The 1948 U.N. Convention on the Crime of Genocide, describes it as “the intent to destroy, in whole or in part, a national, ethnic, racial, or religious group.” By that definition, Israel has joined the club of violators and is subject to international sanction. When the International Criminal Court levels charges of genocide against Prime Minister Netanyahu, National Security Minister Ben-Gvir, Defense Minister Gallant, IDF Chief of Staff Halevi, and Finance Minister Smotrich – indictments could be announced any day — the men will be subject to arrest by all convention signatories, including the U.S. (Genocide is also prohibited under U.S. law, but to be prosecutable, the crime must be committed in the U.S. or by U.S. nationals.) The punishment for genocide is 30 years imprisonment, or in exceptional circumstances, life in prison. If Netanyahu manages to avoid trial for corruption in Israel, and if he lives long enough (he’s 74), he could be arrested and held in detention at an ICC facility outside the Hague in Scheveningen. His jailers there are unlikely to let him to indulge his taste for pink champagne and Cuban cigars.

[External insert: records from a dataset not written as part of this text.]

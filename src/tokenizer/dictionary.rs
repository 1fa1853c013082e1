//! Custom dictionary loading.
//!
//! One entry per line, comma separated:
//!
//! ```text
//! # surface,segmentation,reading,category
//! 日本経済新聞,日本 経済 新聞,ニホン ケイザイ シンブン,カスタム名詞
//! ```
//!
//! A missing file is not an error (the tokenizer simply has no custom
//! entries). A malformed line is: it aborts startup.

use crate::models::token::CUSTOM_NOUN;
use crate::{Error, Result};
use std::collections::HashMap;
use std::io::ErrorKind;
use std::path::Path;

/// Number of comma-separated fields in a dictionary line.
const FIELD_COUNT: usize = 4;

/// A single custom dictionary entry.
#[derive(Debug, Clone, PartialEq, Eq)]
pub struct DictionaryEntry {
    /// Surface text matched verbatim.
    pub surface: String,
    /// Space-separated segmentation hint.
    pub segmentation: String,
    /// Reading (katakana).
    pub reading: String,
    /// Category label assigned to the token.
    pub category: String,
}

/// Custom dictionary indexed by first character for longest-match lookup.
#[derive(Debug, Clone, Default)]
pub struct UserDictionary {
    by_first_char: HashMap<char, Vec<DictionaryEntry>>,
    len: usize,
}

impl UserDictionary {
    /// Creates an empty dictionary.
    #[must_use]
    pub fn new() -> Self {
        Self::default()
    }

    /// Loads a dictionary file, falling back to an empty dictionary when the
    /// file does not exist or cannot be read.
    ///
    /// # Errors
    ///
    /// Returns [`Error::ConfigLoad`] if the file exists but a line is malformed.
    pub fn load_or_default(path: &Path) -> Result<Self> {
        let contents = match std::fs::read_to_string(path) {
            Ok(contents) => contents,
            Err(e) if e.kind() == ErrorKind::NotFound => {
                tracing::info!(path = %path.display(), "No custom dictionary, using built-in segmentation only");
                return Ok(Self::new());
            },
            Err(e) => {
                tracing::warn!(path = %path.display(), error = %e, "Custom dictionary unreadable, ignoring it");
                return Ok(Self::new());
            },
        };

        let dictionary = Self::parse(&contents).map_err(|cause| Error::ConfigLoad {
            path: path.display().to_string(),
            cause,
        })?;
        tracing::info!(path = %path.display(), entries = dictionary.len(), "Loaded custom dictionary");
        Ok(dictionary)
    }

    /// Parses dictionary text.
    ///
    /// Blank lines and lines starting with `#` are skipped.
    ///
    /// # Errors
    ///
    /// Returns a description of the first malformed line.
    pub fn parse(contents: &str) -> std::result::Result<Self, String> {
        let mut dictionary = Self::new();
        for (index, line) in contents.lines().enumerate() {
            let line = line.trim();
            if line.is_empty() || line.starts_with('#') {
                continue;
            }
            let fields: Vec<&str> = line.split(',').map(str::trim).collect();
            if fields.len() < FIELD_COUNT {
                return Err(format!(
                    "line {}: expected {FIELD_COUNT} fields, found {}",
                    index + 1,
                    fields.len()
                ));
            }
            if fields[0].is_empty() {
                return Err(format!("line {}: empty surface", index + 1));
            }
            let category = if fields[3].is_empty() {
                CUSTOM_NOUN
            } else {
                fields[3]
            };
            dictionary.insert(DictionaryEntry {
                surface: fields[0].to_string(),
                segmentation: fields[1].to_string(),
                reading: fields[2].to_string(),
                category: category.to_string(),
            });
        }
        Ok(dictionary)
    }

    /// Adds an entry. Entries sharing a first character are kept longest first.
    pub fn insert(&mut self, entry: DictionaryEntry) {
        let Some(first) = entry.surface.chars().next() else {
            return;
        };
        let bucket = self.by_first_char.entry(first).or_default();
        bucket.push(entry);
        bucket.sort_by(|a, b| b.surface.chars().count().cmp(&a.surface.chars().count()));
        self.len += 1;
    }

    /// Returns the longest entry that `text` starts with.
    #[must_use]
    pub fn longest_prefix(&self, text: &str) -> Option<&DictionaryEntry> {
        let first = text.chars().next()?;
        self.by_first_char
            .get(&first)?
            .iter()
            .find(|entry| text.starts_with(entry.surface.as_str()))
    }

    /// Number of entries.
    #[must_use]
    pub const fn len(&self) -> usize {
        self.len
    }

    /// Returns `true` if there are no entries.
    #[must_use]
    pub const fn is_empty(&self) -> bool {
        self.len == 0
    }
}

#[cfg(test)]
mod tests {
    use super::*;
    use std::io::Write;
    use tempfile::NamedTempFile;

    #[test]
    fn test_parse_skips_comments_and_blank_lines() {
        let dict = UserDictionary::parse(
            "# header\n\n日本経済新聞,日本 経済 新聞,ニホン ケイザイ シンブン,カスタム名詞\n",
        )
        .expect("parse");
        assert_eq!(dict.len(), 1);
        let entry = dict.longest_prefix("日本経済新聞の記事").expect("match");
        assert_eq!(entry.surface, "日本経済新聞");
        assert_eq!(entry.category, "カスタム名詞");
    }

    #[test]
    fn test_longest_match_wins() {
        let dict = UserDictionary::parse("のす,のす,ノス,カスタム名詞\nのすたろう,のす たろう,ノスタロウ,カスタム名詞\n")
            .expect("parse");
        let entry = dict.longest_prefix("のすたろうです").expect("match");
        assert_eq!(entry.surface, "のすたろう");
        assert!(dict.longest_prefix("たろう").is_none());
    }

    #[test]
    fn test_empty_category_defaults_to_custom_noun() {
        let dict = UserDictionary::parse("ぬるぽ,ぬるぽ,ヌルポ,\n").expect("parse");
        assert_eq!(
            dict.longest_prefix("ぬるぽ").map(|e| e.category.as_str()),
            Some(CUSTOM_NOUN)
        );
    }

    #[test]
    fn test_malformed_line_is_rejected() {
        let err = UserDictionary::parse("ok,ok,オーケー,カスタム名詞\nbroken,line\n")
            .expect_err("must fail");
        assert!(err.contains("line 2"));
    }

    #[test]
    fn test_missing_file_falls_back_to_empty() {
        let dict = UserDictionary::load_or_default(Path::new("/nonexistent/userdic.txt"))
            .expect("fallback");
        assert!(dict.is_empty());
    }

    #[test]
    fn test_malformed_file_is_fatal() {
        let mut file = NamedTempFile::new().expect("temp file");
        writeln!(file, ",empty,surface,カスタム名詞").expect("write");
        let err = UserDictionary::load_or_default(file.path()).expect_err("must fail");
        assert!(matches!(err, Error::ConfigLoad { .. }));
    }
}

Jewish Nazis in Nazi Germany

“Can jews be Nazis?” is also an historical question. To that, the answer is yes. Though membership in the German Nazi party was barred to Jews, thousands joined the Luftwaffe, Wehrmacht, and Kriegsmarine in the 1930s. They did so for the same reasons as other Germans: To serve the fatherland, forge a career, and continue a family tradition of military service. After passage of the Nuremberg Laws in 1935, Jews were barred from enlistment, but some managed to hide their ethnic origins (and lack of a foreskin), or else obtain papers from Nazi Party officials attesting to their deutschblütigkeit. One colonel in the Wehrmacht, Ernst Bloch, a Mischlinge (half-Jewish person) received the Knights Cross of the Iron Cross for bravery, the highest award given to military and paramilitary officers in Nazi Germany. His Judaism remained undetected until 1944, when he came to the attention of SS chief Henrich Himmler. A few weeks later, he received the following letter from his superior, major general Wilhelm Burgdorf, deputy chief of the Wehrmacht personnel office: “The Führer has decided as of 31 January 1945 to discharge you from active duty. It is an honor to thank you on behalf of the Führer for your service rendered during war and peace for our people and fatherland. I wish you all the best for the future. Heil Hitler.” The wonder is not that Bloch was detected after so long, but that he was apparently surprised at his dismissal. A few weeks later, he joined the Volkssturm (people’s militia) and was killed during the Soviet invasion of Berlin. There were thousand of other Jews, not all Mischlinge who attained high roles in the German military. Twenty of them were awarded the Iron Cross.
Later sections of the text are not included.